Among the demos was “Toy Jensen,” an avatar of Huang, complete with leather jacket. The avatar interpreted and answered questions on several scientific topics and provided reasonable, if brief, answers. It spoke in a slightly eerie facsimile of Huang’s voice – eerie only because it was able to mimic the real Huang quite closely, despite ever-so-slightly disjointed speech.
Toy Jensen illustrated the chipmaker’s technologies for the creation of avatars, including speech AI, computer vision, natural language processing as well as recommendation and simulation. Nvidia Omniverse Avatar is designed to create AI-powered assistants in the form of interactive characters with ray-traced 3D graphics capable of seeing, conversing and understanding a speaker’s intent.
Avatars can be either cartoonish, like Toy Jensen, or realistic. Another Nvidia demo showed a video conference call with the speaker’s eyes animated to maintain eye contact with the viewer along with simultaneous translation into other languages. The example also included corresponding mouth movement and voice imitation.

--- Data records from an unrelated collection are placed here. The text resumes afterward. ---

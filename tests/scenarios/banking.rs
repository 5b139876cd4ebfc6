//! Scenario: Bank hotline built in code
//!
//! Journey: A caller checks their balance, makes a deposit, then reports a
//! lost card, which ends the call.
//!
//! Steps:
//! 1. Root greets the caller every time it is entered
//! 2. "Balance" tells the current balance
//! 3. "Deposit" asks for an amount and updates the account
//! 4. "Cards" submenu offers "Report lost card", which hangs up
//!
//! Success Criteria:
//! - State flows through every callback shape
//! - Redirects override the natural successor

use phonetree::{Ask, Flow, MenuId, PhoneTree, SubmenuOptions, Target, Tell};

use crate::common::*;

#[derive(Debug, Clone, Default, PartialEq)]
struct Account {
    balance: i64,
    history: Vec<String>,
}

struct Hotline {
    tree: PhoneTree<Account>,
    root: MenuId,
    cards: MenuId,
}

fn hotline() -> Hotline {
    let mut tree: PhoneTree<Account> = PhoneTree::default();
    let root = tree.root();

    tree.set_callback(root, |tell: &mut dyn Tell| tell.tell("Welcome to Example Bank."))
        .unwrap();

    let balance = tree.add_action(root, "Balance").unwrap();
    tree.set_callback(balance, |account: Account, tell: &mut dyn Tell| {
        tell.tell(&format!("Your balance is {}.", account.balance));
        account
    })
    .unwrap();

    let deposit = tree.add_action(root, "Deposit").unwrap();
    tree.set_callback(
        deposit,
        |mut account: Account, ask: &mut dyn Ask, tell: &mut dyn Tell| {
            let reply = ask.ask("How much?").unwrap_or_default();
            match reply.trim().parse::<i64>() {
                Ok(amount) => {
                    account.balance += amount;
                    account.history.push(format!("deposit {amount}"));
                    tell.tell(&format!("Deposited {amount}."));
                }
                Err(_) => tell.tell("That is not an amount."),
            }
            account
        },
    )
    .unwrap();

    let cards = tree
        .add_submenu_with(
            root,
            "Cards",
            SubmenuOptions {
                include_exit: Some(true),
                ..SubmenuOptions::default()
            },
        )
        .unwrap();

    let lost = tree.add_action(cards, "Report lost card").unwrap();
    tree.set_callback(
        lost,
        |mut account: Account, tell: &mut dyn Tell, flow: &mut Flow| {
            account.history.push("lost card".to_string());
            tell.tell("Your card is blocked. Goodbye.");
            flow.exit();
            account
        },
    )
    .unwrap();

    let start_over = tree.add_action(cards, "Start over").unwrap();
    tree.set_callback(start_over, move |flow: &mut Flow| flow.redirect(root))
        .unwrap();

    let closed = tree.add_submenu(root, "Branch desk").unwrap();
    tree.add_action(closed, "Speak to a clerk").unwrap();
    tree.set_callback(closed, |tell: &mut dyn Tell, flow: &mut Flow| {
        tell.tell("The branch desk is closed.");
        flow.exit();
    })
    .unwrap();

    Hotline { tree, root, cards }
}

/// SCENARIO: balance, deposit, then a lost card ends the call
#[test]
fn scenario_deposit_then_report_lost_card() {
    let Hotline { mut tree, .. } = hotline();
    let mut replies = Replies::new(&["balance", "deposit", "50", "cards", "report lost"]);
    let mut told = Messages::default();

    let start = Account {
        balance: 100,
        history: Vec::new(),
    };
    let account = tree.run(start, &mut replies, &mut told).unwrap();

    assert_eq!(account.balance, 150);
    assert_eq!(account.history, vec!["deposit 50", "lost card"]);
    assert_eq!(
        told.0,
        vec![
            "Welcome to Example Bank.",
            "Your balance is 100.",
            "Welcome to Example Bank.",
            "Deposited 50.",
            "Welcome to Example Bank.",
            "Your card is blocked. Goodbye.",
        ]
    );

    let root_prompt = menu_prompt(&["Balance", "Deposit", "Cards", "Branch desk", "Exit"]);
    assert_eq!(
        replies.prompts,
        vec![
            root_prompt.clone(),
            root_prompt.clone(),
            "How much?".to_string(),
            root_prompt,
            menu_prompt(&["Report lost card", "Start over", "Return to previous menu", "Exit"]),
        ]
    );
}

/// SCENARIO: an action redirect to a menu makes that menu the next node
#[test]
fn scenario_action_redirects_to_root() {
    let Hotline { mut tree, .. } = hotline();
    let mut replies = Replies::new(&["3", "start over"]);
    let mut told = Messages::default();

    tree.run(Account::default(), &mut replies, &mut told).unwrap();

    // Cards, then back at the root instead of Cards, then end of input.
    assert_eq!(replies.prompts.len(), 3);
    assert_eq!(replies.prompts[2], replies.prompts[0]);
    assert_eq!(told.0.len(), 2);
}

/// SCENARIO: a menu whose callback redirects never shows its own prompt
#[test]
fn scenario_closed_menu_hangs_up_without_prompting() {
    let Hotline { mut tree, .. } = hotline();
    let mut replies = Replies::new(&["branch desk", "speak to a clerk"]);
    let mut told = Messages::default();

    tree.run(Account::default(), &mut replies, &mut told).unwrap();

    assert_eq!(replies.prompts.len(), 1);
    assert_eq!(replies.remaining(), 1);
    assert_eq!(told.0.last().map(String::as_str), Some("The branch desk is closed."));
}

/// SCENARIO: leaving a submenu through its return entry
#[test]
fn scenario_return_to_previous_menu() {
    let Hotline {
        mut tree,
        root,
        cards,
    } = hotline();

    let options = tree.effective_options(cards).unwrap();
    let back = options
        .iter()
        .find(|o| o.label == "Return to previous menu")
        .unwrap();
    assert_eq!(back.target, Target::from(root));

    let mut replies = Replies::new(&["cards", "return to previous", "exit"]);
    tree.run(Account::default(), &mut replies, &mut Messages::default())
        .unwrap();
    assert_eq!(replies.prompts.len(), 3);
    assert_eq!(replies.prompts[2], replies.prompts[0]);
    assert_eq!(replies.remaining(), 0);
}

/// SCENARIO: unparseable deposit leaves the balance alone
#[test]
fn scenario_bad_amount_keeps_balance() {
    let Hotline { mut tree, .. } = hotline();
    let mut replies = Replies::new(&["deposit", "lots"]);
    let mut told = Messages::default();

    let account = tree
        .run(
            Account {
                balance: 10,
                history: Vec::new(),
            },
            &mut replies,
            &mut told,
        )
        .unwrap();

    assert_eq!(account.balance, 10);
    assert!(told.0.contains(&"That is not an amount.".to_string()));
}
use std::path::Path;

use anyhow::{Context, Result};
use phonetree::{load_script, NodeKind, Script};

use super::emit;

/// Node counts of a compiled tree, root included.
#[derive(Debug, Default, PartialEq, Eq)]
struct Summary {
    menus: usize,
    actions: usize,
    callbacks: usize,
}

impl Summary {
    fn of(script: &Script) -> Result<Self> {
        let tree = &script.tree;
        let mut summary = Self {
            menus: 1,
            callbacks: usize::from(tree.has_callback(tree.root())?),
            ..Self::default()
        };
        for entry in tree.outline() {
            match entry.kind {
                NodeKind::Menu => summary.menus += 1,
                NodeKind::Action => summary.actions += 1,
            }
            if entry.has_callback {
                summary.callbacks += 1;
            }
        }
        Ok(summary)
    }
}

pub fn cmd_check(file: &Path, json: bool) -> Result<()> {
    let script = match load_script(file) {
        Ok(script) => script,
        Err(err) => {
            if json {
                emit(serde_json::json!({
                    "event": "error",
                    "command": "check",
                    "file": file.display().to_string(),
                    "message": err.to_string(),
                }))?;
            }
            return Err(err).with_context(|| format!("{} is not a valid tree", file.display()));
        }
    };
    let summary = Summary::of(&script)?;

    if json {
        let warnings: Vec<String> = script.warnings.iter().map(ToString::to_string).collect();
        emit(serde_json::json!({
            "event": "complete",
            "command": "check",
            "file": file.display().to_string(),
            "menus": summary.menus,
            "actions": summary.actions,
            "callbacks": summary.callbacks,
            "warnings": warnings,
        }))?;
        return Ok(());
    }

    println!(
        "{}: {} menus, {} actions, {} callbacks",
        file.display(),
        summary.menus,
        summary.actions,
        summary.callbacks
    );
    for warning in &script.warnings {
        println!("warning: {warning}");
    }
    Ok(())
}
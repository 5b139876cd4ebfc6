//! Configuration module for phonetree
//!
//! Configuration hierarchy:
//! 1. Environment variables (PHONETREE_*)
//! 2. Explicit config file (`--config`)
//! 3. User config (~/.config/phonetree/config.toml)
//! 4. Built-in defaults (lowest priority)

mod loader;
mod types;

pub use loader::{user_config_path, ConfigWarning};
pub use types::{Config, MatchingConfig, Prompts};

pub(crate) use loader::deserialize_with_warnings;
#![no_main]

use libfuzzer_sys::fuzz_target;

fuzz_target!(|data: &[u8]| {
    if let Ok(content) = std::str::from_utf8(data) {
        // Config parsing and validation must never panic
        if let Ok(config) = toml::from_str::<phonetree::Config>(content) {
            let _ = config.validate();
        }
    }
});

The ability to create unique voices derives from Riva, Nvidia’s speech AI software that can imitate a speaker using only 30 minutes of sample speech. Riva includes accents, vocabulary, context, languages, pitch and pronunciation. Natural language understanding is powered by Nvidia’s AI model Megatron 530B, a huge model that can both understand and generate language, including answering questions on many subjects, summarizing information and language translation.
A third avatar demo Nvidia calls Project Tokkio is designed as a virtual assistant for customer service kiosks. One example showed an avatar replacing a waiter, recommending foods, interpreting queries and taking orders, all while maintaining appropriate eye contact with users.
Avatars are among Nvidia’s offerings for a category called “Omniverse,” a virtual world and simulation platform. Huang said he envisions the metaverse being larger than the real world. It could be used, for example, to purchase a 2D representation of an item in the metaverse similar to how digital books and music are purchased. Nvidia wants to expand that model to homes, furniture, cars and art.
Omniverse can also be used to create digital twins of real-world systems, predicting how they behave under certain conditions. The system could also be used to simulate autonomous vehicle or robotics AIs via a tool called Omniverse Replicator.
Huang also highlighted digital twins of an entire city and a Siemens Energy heat recovery steam generator. In the latter, the physics of a stream generator was added to Omniverse, enabling the twin to predict parts corrosion. Siemens expects to reduce unplanned downtime by 70 percent.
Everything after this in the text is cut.